__RECORDS PROVIDED__.
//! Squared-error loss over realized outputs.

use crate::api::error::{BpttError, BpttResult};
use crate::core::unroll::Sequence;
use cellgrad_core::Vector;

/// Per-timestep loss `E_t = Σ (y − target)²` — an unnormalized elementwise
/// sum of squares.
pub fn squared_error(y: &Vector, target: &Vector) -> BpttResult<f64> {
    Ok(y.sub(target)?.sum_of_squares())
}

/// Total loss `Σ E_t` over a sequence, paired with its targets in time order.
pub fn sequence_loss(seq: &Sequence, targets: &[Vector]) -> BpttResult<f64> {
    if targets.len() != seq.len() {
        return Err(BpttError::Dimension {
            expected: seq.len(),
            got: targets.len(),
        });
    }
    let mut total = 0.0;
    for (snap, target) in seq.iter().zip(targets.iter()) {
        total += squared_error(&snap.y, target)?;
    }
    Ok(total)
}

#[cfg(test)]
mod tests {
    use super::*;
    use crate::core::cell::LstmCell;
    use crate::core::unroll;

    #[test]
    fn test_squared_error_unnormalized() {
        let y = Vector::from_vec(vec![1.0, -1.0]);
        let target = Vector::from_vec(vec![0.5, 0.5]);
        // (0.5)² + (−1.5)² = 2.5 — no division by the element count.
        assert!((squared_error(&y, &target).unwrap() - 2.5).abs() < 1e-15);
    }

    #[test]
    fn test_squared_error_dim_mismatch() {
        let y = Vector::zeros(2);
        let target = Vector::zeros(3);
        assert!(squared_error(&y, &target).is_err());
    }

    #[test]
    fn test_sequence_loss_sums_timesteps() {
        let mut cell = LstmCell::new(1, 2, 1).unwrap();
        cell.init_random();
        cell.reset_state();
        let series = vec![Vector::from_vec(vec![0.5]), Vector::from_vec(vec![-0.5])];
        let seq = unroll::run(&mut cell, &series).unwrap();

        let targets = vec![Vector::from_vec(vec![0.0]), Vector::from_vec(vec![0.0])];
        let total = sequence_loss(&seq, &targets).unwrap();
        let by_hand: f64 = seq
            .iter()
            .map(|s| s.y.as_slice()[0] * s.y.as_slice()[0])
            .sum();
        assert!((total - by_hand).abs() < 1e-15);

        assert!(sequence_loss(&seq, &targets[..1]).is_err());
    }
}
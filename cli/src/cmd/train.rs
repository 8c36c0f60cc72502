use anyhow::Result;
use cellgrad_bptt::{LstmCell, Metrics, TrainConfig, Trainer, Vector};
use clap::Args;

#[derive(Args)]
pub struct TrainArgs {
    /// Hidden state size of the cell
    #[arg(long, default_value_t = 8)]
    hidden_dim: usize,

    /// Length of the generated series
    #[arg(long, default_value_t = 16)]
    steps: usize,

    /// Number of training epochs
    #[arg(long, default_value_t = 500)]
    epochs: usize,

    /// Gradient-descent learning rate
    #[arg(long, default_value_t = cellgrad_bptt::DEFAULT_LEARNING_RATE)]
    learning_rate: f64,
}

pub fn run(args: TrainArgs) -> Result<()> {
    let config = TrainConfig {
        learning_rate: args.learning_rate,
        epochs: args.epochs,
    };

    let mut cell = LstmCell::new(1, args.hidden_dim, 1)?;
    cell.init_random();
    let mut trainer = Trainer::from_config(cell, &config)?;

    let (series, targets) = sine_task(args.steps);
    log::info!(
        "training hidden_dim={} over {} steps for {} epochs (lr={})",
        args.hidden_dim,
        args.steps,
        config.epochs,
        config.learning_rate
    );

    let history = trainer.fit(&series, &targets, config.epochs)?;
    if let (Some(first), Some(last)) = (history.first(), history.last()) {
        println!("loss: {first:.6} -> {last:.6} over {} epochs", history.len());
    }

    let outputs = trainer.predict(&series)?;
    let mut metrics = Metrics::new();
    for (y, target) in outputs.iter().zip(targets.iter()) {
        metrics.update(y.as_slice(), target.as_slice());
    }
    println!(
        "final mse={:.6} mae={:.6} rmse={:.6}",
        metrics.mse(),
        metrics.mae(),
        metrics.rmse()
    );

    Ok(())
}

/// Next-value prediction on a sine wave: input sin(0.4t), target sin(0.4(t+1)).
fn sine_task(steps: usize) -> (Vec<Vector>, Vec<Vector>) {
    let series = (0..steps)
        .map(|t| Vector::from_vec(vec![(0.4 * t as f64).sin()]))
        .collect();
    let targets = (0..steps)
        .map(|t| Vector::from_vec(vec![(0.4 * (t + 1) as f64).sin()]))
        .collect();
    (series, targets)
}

__TASK DETAILS__. Return nothing but the lines from the first line of the listing through the line with "assert!((squared_error(&y, &target).unwrap() - 2.5).abs()", please, keeping every one of them unchanged.

__SOLUTION TO THE EXERCISE__.
//! Squared-error loss over realized outputs.

use crate::api::error::{BpttError, BpttResult};
use crate::core::unroll::Sequence;
use cellgrad_core::Vector;

/// Per-timestep loss `E_t = Σ (y − target)²` — an unnormalized elementwise
/// sum of squares.
pub fn squared_error(y: &Vector, target: &Vector) -> BpttResult<f64> {
    Ok(y.sub(target)?.sum_of_squares())
}

/// Total loss `Σ E_t` over a sequence, paired with its targets in time order.
pub fn sequence_loss(seq: &Sequence, targets: &[Vector]) -> BpttResult<f64> {
    if targets.len() != seq.len() {
        return Err(BpttError::Dimension {
            expected: seq.len(),
            got: targets.len(),
        });
    }
    let mut total = 0.0;
    for (snap, target) in seq.iter().zip(targets.iter()) {
        total += squared_error(&snap.y, target)?;
    }
    Ok(total)
}

#[cfg(test)]
mod tests {
    use super::*;
    use crate::core::cell::LstmCell;
    use crate::core::unroll;

    #[test]
    fn test_squared_error_unnormalized() {
        let y = Vector::from_vec(vec![1.0, -1.0]);
        let target = Vector::from_vec(vec![0.5, 0.5]);
        // (0.5)² + (−1.5)² = 2.5 — no division by the element count.
        assert!((squared_error(&y, &target).unwrap() - 2.5).abs() < 1e-15);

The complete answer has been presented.